Esthétique Japonaise

Les Japonais sont souvent reconnus pour leur art traditionnel et sa capacité à transformer la simplicité en créations. Comme l'a déclaré Valerie Foley, " les formes en éventail se transforment en vagues, les vagues se métamorphosent en montagnes ; les nœuds simples sont des ailes d'oiseaux ; les demi-cercles ondulants signifient des roues de chariot de la période Heian à moitié submergées ". Ces formes d'art ont été transférées sur des tissus qui se moulent ensuite en vêtements. Pour les vêtements traditionnels, des techniques spécifiques sont utilisées et suivies, telles que l'application de métal, la broderie de soie et la pâte-résistance. Le type de tissu utilisé pour produire les vêtements était souvent révélateur de la classe sociale d'une personne, car les riches pouvaient s'offrir des vêtements créés avec des tissus de meilleure qualité. Les techniques de couture et la fusion des couleurs distinguaient également les riches des gens du commun, car ceux qui étaient plus puissants avaient tendance à porter des vêtements ornés et plus éclatants.

Influence du style japonais sur la mode moderne

La mode de la rue à Tokyo

La mode de rue japonaise est apparue dans les années 1990 et se distinguait de la mode traditionnelle en ce sens qu'elle était initiée et popularisée par le grand public, en particulier les adolescents, plutôt que par les créateurs de mode. Différentes formes de mode de rue sont apparues dans différents endroits de Tokyo, comme la lolita à Harajuku l'ageha de Shibuya.

Style Harajuku

Style Harajuku

La mode lolita est devenue populaire au milieu des années 2000. Elle se caractérise par "une jupe au genou ou une robe en forme de cloche assistée par des jupons, portée avec un chemisier, des chaussettes ou des bas aux genoux et une coiffe". Les différents sous-styles de lolita comprennent le casual, le gothique et le hime.
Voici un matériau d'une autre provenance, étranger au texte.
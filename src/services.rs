//! Relay-facing collaborator traits.
//!
//! The reconciliation engine, the profile enricher and the privacy
//! publisher only see these traits. [`RelayClient`](crate::relay::RelayClient)
//! implements all three on top of `nostr-sdk`; tests substitute in-memory
//! fakes.

use async_trait::async_trait;
use nostr::Keys;

use crate::relay::{FollowListSnapshot, ProfileDocument, PublishResult, RelayResult};

/// Reads an owner's follow list (kind 3) from the network.
#[async_trait]
pub trait FollowListSource: Send + Sync {
    /// Fetches the newest follow list published by `owner_pubkey` (hex).
    ///
    /// An owner without any follow list yields
    /// [`FollowListSnapshot::missing`], not an error.
    async fn fetch_follow_list(&self, owner_pubkey: &str) -> RelayResult<FollowListSnapshot>;
}

/// Reads profile metadata (kind 0) documents.
#[async_trait]
pub trait ProfileSource: Send + Sync {
    /// Fetches profile documents for `pubkeys` in a single request.
    ///
    /// May return several documents per pubkey and none for some.
    async fn fetch_profiles(&self, pubkeys: &[String]) -> RelayResult<Vec<ProfileDocument>>;
}

/// Publishes a complete follow list as a full-state replace.
#[async_trait]
pub trait FollowListPublisher: Send + Sync {
    /// Signs a follow list of `pubkeys` with `keys` and sends it to `relays`.
    async fn publish_follow_list(
        &self,
        keys: &Keys,
        pubkeys: &[String],
        relays: &[String],
    ) -> RelayResult<PublishResult>;
}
Ageha (揚羽, papillon queue d'hirondelle) est basé sur un look d'hôtesse de club Shibuya, avec un eye-liner foncé et lourd, des faux cils et des lentilles de contact qui font paraître les yeux plus grands. Le style est également caractérisé par des cheveux plus clairs et des accessoires étincelants. La tendance kogal se retrouve aussi bien à Shibuya qu'à Harajuku, et est influencée par un look "écolière", les participantes portant souvent des jupes courtes, des chaussettes surdimensionnées jusqu'aux genoux. Elle se caractérise également par une peau bronzée artificiellement ou un maquillage foncé, un rouge à lèvres pâle et des cheveux clairs.